== Information given
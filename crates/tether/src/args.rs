//! Argument checking for `RemoteObject::invoke` implementations.

use crate::object::InvokeError;
use crate::object::ObjectRef;
use crate::value::Record;
use crate::value::Value;

pub fn expect_len(args: &[Value], n: usize) -> Result<(), InvokeError> {
    if args.len() == n {
        Ok(())
    } else {
        Err(InvokeError::bad_arguments(format!("expected {} argument(s), got {}", n, args.len())))
    }
}

pub fn arg(args: &[Value], i: usize) -> Result<&Value, InvokeError> {
    args.get(i)
        .ok_or_else(|| InvokeError::bad_arguments(format!("missing argument {}", i)))
}

fn mismatch(i: usize, wanted: &str, found: &Value) -> InvokeError {
    InvokeError::bad_arguments(format!("argument {}: expected {}, got {}", i, wanted, found.type_name()))
}

pub fn expect_int(args: &[Value], i: usize) -> Result<i64, InvokeError> {
    let v = arg(args, i)?;
    v.as_int().ok_or_else(|| mismatch(i, "int", v))
}

pub fn expect_bool(args: &[Value], i: usize) -> Result<bool, InvokeError> {
    let v = arg(args, i)?;
    v.as_bool().ok_or_else(|| mismatch(i, "bool", v))
}

pub fn expect_text(args: &[Value], i: usize) -> Result<&str, InvokeError> {
    let v = arg(args, i)?;
    v.as_text().ok_or_else(|| mismatch(i, "text", v))
}

pub fn expect_list(args: &[Value], i: usize) -> Result<&[Value], InvokeError> {
    let v = arg(args, i)?;
    v.as_list().ok_or_else(|| mismatch(i, "list", v))
}

pub fn expect_record(args: &[Value], i: usize) -> Result<&Record, InvokeError> {
    let v = arg(args, i)?;
    v.as_record().ok_or_else(|| mismatch(i, "record", v))
}

pub fn expect_object(args: &[Value], i: usize) -> Result<&ObjectRef, InvokeError> {
    let v = arg(args, i)?;
    v.as_object().ok_or_else(|| mismatch(i, "object", v))
}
====
* _Goal of the exercise_:
Print all of the entries exactly as they are written.

* _Written answer_:
filename crates/tether/src/args.rs
//! Argument checking for `RemoteObject::invoke` implementations.

use crate::object::InvokeError;
use crate::object::ObjectRef;
use crate::value::Record;
use crate::value::Value;

pub fn expect_len(args: &[Value], n: usize) -> Result<(), InvokeError> {
    if args.len() == n {
        Ok(())
    } else {
        Err(InvokeError::bad_arguments(format!("expected {} argument(s), got {}", n, args.len())))
    }
}

pub fn arg(args: &[Value], i: usize) -> Result<&Value, InvokeError> {
    args.get(i)
        .ok_or_else(|| InvokeError::bad_arguments(format!("missing argument {}", i)))
}

fn mismatch(i: usize, wanted: &str, found: &Value) -> InvokeError {
    InvokeError::bad_arguments(format!("argument {}: expected {}, got {}", i, wanted, found.type_name()))
}

pub fn expect_int(args: &[Value], i: usize) -> Result<i64, InvokeError> {
    let v = arg(args, i)?;
    v.as_int().ok_or_else(|| mismatch(i, "int", v))
}

pub fn expect_bool(args: &[Value], i: usize) -> Result<bool, InvokeError> {
    let v = arg(args, i)?;
    v.as_bool().ok_or_else(|| mismatch(i, "bool", v))
}

pub fn expect_text(args: &[Value], i: usize) -> Result<&str, InvokeError> {
    let v = arg(args, i)?;
    v.as_text().ok_or_else(|| mismatch(i, "text", v))
}

pub fn expect_list(args: &[Value], i: usize) -> Result<&[Value], InvokeError> {
    let v = arg(args, i)?;
    v.as_list().ok_or_else(|| mismatch(i, "list", v))
}

pub fn expect_record(args: &[Value], i: usize) -> Result<&Record, InvokeError> {
    let v = arg(args, i)?;
    v.as_record().ok_or_else(|| mismatch(i, "record", v))
}

pub fn expect_object(args: &[Value], i: usize) -> Result<&ObjectRef, InvokeError> {
    let v = arg(args, i)?;
    v.as_object().ok_or_else(|| mismatch(i, "object", v))
}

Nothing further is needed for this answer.